▸ EXERCISE INPUT

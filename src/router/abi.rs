//! Local ABI encoding of protocol calls.

use super::{ContractCall, ContractProxy, UnsignedTx};
use crate::datasource::DataSourceError;
use crate::domain::{ChainId, PositionPermission};
use alloy::primitives::{Address, Bytes, U256};
use alloy::sol;
use alloy::sol_types::SolCall;
use async_trait::async_trait;

sol! {
    struct PermissionSet {
        address operator;
        uint8[] permissions;
    }

    struct PositionPermissions {
        uint256 tokenId;
        PermissionSet[] permissionSets;
    }

    interface IDCAHub {
        function deposit(address from, address to, uint256 amount, uint32 amountOfSwaps, uint32 swapInterval, address owner, PermissionSet[] permissions) external returns (uint256);
        function increasePosition(uint256 positionId, uint256 amount, uint32 newSwaps) external;
        function reducePosition(uint256 positionId, uint256 amount, uint32 newSwaps, address recipient) external;
        function withdrawSwapped(uint256 positionId, address recipient) external returns (uint256);
        function terminate(uint256 positionId, address recipientUnswapped, address recipientSwapped) external returns (uint256, uint256);
    }

    interface IDCAHubCompanion {
        function terminate(address hub, uint256 positionId, address recipientUnswapped, address recipientSwapped) external returns (uint256, uint256);
        function multicall(bytes[] data) external returns (bytes[]);
    }

    interface IDCAPermissionManager {
        function modifyMany(PositionPermissions[] permissions) external;
    }
}

/// Encodes calls in-process; never touches the network.
#[derive(Debug, Clone, Default)]
pub struct AbiContractProxy;

impl AbiContractProxy {
    pub fn new() -> Self {
        Self
    }
}

fn to_u32(value: u64, field: &str) -> Result<u32, DataSourceError> {
    u32::try_from(value)
        .map_err(|_| DataSourceError::Other(format!("{} {} does not fit uint32", field, value)))
}

fn permission_sets(permissions: &[PositionPermission]) -> Vec<PermissionSet> {
    permissions
        .iter()
        .map(|p| PermissionSet {
            operator: p.operator,
            permissions: p.permissions.iter().map(|x| x.as_u8()).collect(),
        })
        .collect()
}

/// Calldata for `call`.
pub fn encode_call(call: &ContractCall) -> Result<Vec<u8>, DataSourceError> {
    let data = match call {
        ContractCall::Deposit {
            from,
            to,
            amount,
            swaps,
            swap_interval,
            owner,
            permissions,
        } => IDCAHub::depositCall {
            from: *from,
            to: *to,
            amount: *amount,
            amountOfSwaps: to_u32(*swaps, "swaps")?,
            swapInterval: to_u32(*swap_interval, "swap interval")?,
            owner: *owner,
            permissions: permission_sets(permissions),
        }
        .abi_encode(),
        ContractCall::IncreasePosition {
            position_id,
            amount,
            new_swaps,
        } => IDCAHub::increasePositionCall {
            positionId: position_id.as_u256(),
            amount: *amount,
            newSwaps: to_u32(*new_swaps, "swaps")?,
        }
        .abi_encode(),
        ContractCall::ReducePosition {
            position_id,
            amount,
            new_swaps,
            recipient,
        } => IDCAHub::reducePositionCall {
            positionId: position_id.as_u256(),
            amount: *amount,
            newSwaps: to_u32(*new_swaps, "swaps")?,
            recipient: *recipient,
        }
        .abi_encode(),
        ContractCall::Withdraw {
            position_id,
            recipient,
        } => IDCAHub::withdrawSwappedCall {
            positionId: position_id.as_u256(),
            recipient: *recipient,
        }
        .abi_encode(),
        ContractCall::Terminate {
            position_id,
            recipient,
        } => IDCAHub::terminateCall {
            positionId: position_id.as_u256(),
            recipientUnswapped: *recipient,
            recipientSwapped: *recipient,
        }
        .abi_encode(),
        ContractCall::TerminateMany {
            hub,
            position_ids,
            recipient,
        } => {
            let data = position_ids
                .iter()
                .map(|id| {
                    Bytes::from(
                        IDCAHubCompanion::terminateCall {
                            hub: *hub,
                            positionId: id.as_u256(),
                            recipientUnswapped: *recipient,
                            recipientSwapped: *recipient,
                        }
                        .abi_encode(),
                    )
                })
                .collect();
            IDCAHubCompanion::multicallCall { data }.abi_encode()
        }
        ContractCall::ModifyPermissionsMany {
            position_ids,
            permissions,
        } => {
            let sets = permission_sets(permissions);
            IDCAPermissionManager::modifyManyCall {
                permissions: position_ids
                    .iter()
                    .map(|id| PositionPermissions {
                        tokenId: id.as_u256(),
                        permissionSets: sets.clone(),
                    })
                    .collect(),
            }
            .abi_encode()
        }
    };
    Ok(data)
}

#[async_trait]
impl ContractProxy for AbiContractProxy {
    async fn populate(
        &self,
        chain_id: ChainId,
        target: Address,
        call: &ContractCall,
    ) -> Result<UnsignedTx, DataSourceError> {
        Ok(UnsignedTx {
            chain_id,
            to: target,
            data: Bytes::from(encode_call(call)?),
            value: U256::ZERO,
        })
    }
}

▸ ACTION ITEM
Now copy each line of the entries that mentions "operator".

▸ WRITTEN RESPONSE
        address operator;
            operator: p.operator,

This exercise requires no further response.